- TASK GOAL -
Only the lines holding "match" are wanted here; copy each from the listing.

- DATA FOR PROCESSING -

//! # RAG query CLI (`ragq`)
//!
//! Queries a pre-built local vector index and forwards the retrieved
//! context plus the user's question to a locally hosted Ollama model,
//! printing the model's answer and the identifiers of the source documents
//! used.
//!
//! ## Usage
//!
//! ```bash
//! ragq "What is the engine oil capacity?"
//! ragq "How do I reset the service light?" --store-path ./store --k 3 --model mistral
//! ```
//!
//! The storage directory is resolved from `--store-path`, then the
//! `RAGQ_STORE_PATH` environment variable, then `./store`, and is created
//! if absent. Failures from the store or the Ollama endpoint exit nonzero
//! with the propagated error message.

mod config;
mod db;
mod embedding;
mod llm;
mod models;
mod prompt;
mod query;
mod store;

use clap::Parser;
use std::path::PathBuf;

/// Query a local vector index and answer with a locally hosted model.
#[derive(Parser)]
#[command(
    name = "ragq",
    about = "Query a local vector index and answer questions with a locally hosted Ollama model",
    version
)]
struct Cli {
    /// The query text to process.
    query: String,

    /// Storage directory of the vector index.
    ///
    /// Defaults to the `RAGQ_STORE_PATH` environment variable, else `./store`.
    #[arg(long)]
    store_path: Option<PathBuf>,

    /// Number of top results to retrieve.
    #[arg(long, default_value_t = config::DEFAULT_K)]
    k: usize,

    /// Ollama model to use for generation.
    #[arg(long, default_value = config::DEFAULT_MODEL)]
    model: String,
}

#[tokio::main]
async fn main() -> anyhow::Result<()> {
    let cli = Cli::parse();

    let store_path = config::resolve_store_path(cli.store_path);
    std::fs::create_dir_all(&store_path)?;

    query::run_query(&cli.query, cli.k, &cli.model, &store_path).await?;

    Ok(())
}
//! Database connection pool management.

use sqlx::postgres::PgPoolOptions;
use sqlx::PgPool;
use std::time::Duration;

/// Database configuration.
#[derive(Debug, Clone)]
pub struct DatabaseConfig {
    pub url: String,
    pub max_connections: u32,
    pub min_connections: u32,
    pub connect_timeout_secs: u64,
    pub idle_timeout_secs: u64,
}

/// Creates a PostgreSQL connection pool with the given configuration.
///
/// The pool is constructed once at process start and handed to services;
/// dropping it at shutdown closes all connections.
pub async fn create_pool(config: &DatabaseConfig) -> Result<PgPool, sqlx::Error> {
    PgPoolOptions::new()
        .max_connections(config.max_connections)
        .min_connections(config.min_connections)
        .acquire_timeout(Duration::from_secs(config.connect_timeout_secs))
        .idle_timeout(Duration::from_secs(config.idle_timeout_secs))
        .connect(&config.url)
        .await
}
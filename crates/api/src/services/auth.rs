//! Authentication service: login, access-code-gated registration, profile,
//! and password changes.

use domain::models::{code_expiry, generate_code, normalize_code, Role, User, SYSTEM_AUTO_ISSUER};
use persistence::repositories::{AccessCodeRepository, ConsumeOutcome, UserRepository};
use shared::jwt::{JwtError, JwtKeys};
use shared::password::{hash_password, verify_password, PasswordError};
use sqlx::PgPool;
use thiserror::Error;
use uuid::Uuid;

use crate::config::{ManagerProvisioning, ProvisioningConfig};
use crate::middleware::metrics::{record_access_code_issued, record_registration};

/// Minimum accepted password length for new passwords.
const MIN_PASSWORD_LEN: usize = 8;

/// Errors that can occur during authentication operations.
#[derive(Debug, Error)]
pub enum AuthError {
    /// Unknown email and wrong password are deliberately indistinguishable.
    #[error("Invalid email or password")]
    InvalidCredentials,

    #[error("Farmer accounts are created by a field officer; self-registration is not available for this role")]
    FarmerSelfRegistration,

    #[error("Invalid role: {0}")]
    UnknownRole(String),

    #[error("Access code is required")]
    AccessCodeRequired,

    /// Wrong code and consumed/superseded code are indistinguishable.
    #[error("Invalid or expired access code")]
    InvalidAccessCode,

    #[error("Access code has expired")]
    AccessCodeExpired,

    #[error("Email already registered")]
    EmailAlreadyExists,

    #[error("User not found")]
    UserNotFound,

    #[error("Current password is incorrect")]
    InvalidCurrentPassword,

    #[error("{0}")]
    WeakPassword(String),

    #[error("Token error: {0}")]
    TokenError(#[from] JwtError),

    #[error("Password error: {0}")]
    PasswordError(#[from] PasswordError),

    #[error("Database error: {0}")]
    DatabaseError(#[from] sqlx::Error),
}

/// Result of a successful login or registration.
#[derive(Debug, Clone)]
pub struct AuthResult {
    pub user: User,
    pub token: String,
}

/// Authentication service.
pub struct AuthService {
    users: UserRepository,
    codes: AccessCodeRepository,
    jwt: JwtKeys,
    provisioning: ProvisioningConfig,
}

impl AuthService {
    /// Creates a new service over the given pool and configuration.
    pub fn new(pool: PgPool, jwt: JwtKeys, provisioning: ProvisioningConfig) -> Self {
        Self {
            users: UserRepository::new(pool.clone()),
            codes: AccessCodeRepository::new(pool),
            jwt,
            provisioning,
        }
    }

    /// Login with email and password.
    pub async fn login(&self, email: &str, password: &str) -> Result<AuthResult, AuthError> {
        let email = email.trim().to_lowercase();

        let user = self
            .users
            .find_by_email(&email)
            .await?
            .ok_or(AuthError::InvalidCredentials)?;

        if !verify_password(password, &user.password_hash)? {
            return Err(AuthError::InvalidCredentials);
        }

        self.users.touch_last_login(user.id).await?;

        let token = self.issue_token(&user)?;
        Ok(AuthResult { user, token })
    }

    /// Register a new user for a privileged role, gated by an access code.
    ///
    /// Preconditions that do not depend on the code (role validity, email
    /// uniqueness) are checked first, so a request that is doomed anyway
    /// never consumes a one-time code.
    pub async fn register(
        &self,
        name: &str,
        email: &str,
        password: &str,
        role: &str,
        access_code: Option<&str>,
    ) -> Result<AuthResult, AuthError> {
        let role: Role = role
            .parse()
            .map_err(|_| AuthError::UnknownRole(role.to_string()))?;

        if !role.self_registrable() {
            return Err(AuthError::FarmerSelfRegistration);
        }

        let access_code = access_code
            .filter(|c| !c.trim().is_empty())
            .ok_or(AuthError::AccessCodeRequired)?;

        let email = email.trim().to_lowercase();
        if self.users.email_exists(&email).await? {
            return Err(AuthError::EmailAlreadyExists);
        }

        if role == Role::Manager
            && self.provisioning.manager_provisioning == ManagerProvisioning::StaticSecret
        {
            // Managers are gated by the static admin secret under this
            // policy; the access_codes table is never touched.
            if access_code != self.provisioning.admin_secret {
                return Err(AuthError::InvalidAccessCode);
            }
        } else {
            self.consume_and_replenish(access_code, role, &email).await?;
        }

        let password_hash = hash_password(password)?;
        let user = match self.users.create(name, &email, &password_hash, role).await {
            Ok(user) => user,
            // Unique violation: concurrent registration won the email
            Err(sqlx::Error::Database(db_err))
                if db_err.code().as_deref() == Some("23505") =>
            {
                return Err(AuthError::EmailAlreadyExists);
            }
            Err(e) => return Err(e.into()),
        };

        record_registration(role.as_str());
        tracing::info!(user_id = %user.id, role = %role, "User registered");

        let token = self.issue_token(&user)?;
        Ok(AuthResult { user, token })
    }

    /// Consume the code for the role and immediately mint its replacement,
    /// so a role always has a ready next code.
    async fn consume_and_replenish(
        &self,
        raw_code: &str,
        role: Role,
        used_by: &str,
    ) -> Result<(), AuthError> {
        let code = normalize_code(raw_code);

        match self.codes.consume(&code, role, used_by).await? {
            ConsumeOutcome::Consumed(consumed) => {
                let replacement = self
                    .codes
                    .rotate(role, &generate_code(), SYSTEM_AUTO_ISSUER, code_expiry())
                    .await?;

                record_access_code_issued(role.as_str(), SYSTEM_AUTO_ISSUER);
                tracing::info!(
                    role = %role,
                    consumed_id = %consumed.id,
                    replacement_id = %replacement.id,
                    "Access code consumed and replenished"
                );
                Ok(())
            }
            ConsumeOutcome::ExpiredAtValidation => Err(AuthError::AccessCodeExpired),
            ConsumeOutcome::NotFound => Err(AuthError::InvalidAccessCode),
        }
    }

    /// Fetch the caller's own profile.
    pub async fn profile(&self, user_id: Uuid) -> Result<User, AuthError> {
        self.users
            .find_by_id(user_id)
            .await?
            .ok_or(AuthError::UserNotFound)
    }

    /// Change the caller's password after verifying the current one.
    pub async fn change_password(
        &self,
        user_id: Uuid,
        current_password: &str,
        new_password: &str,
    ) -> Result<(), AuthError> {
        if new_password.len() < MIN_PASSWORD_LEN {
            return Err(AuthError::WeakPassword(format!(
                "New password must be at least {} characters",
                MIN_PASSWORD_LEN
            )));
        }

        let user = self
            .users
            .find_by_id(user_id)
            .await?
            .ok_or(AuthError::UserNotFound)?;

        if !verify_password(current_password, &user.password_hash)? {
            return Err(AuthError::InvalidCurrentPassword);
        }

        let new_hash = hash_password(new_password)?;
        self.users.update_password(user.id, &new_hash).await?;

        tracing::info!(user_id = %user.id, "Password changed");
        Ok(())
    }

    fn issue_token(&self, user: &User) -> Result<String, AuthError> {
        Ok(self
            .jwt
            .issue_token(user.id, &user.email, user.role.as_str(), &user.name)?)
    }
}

- SOLUTION FOR THIS PROBLEM -
        let user = match self.users.create(name, &email, &password_hash, role).await {
        match self.codes.consume(&code, role, used_by).await? {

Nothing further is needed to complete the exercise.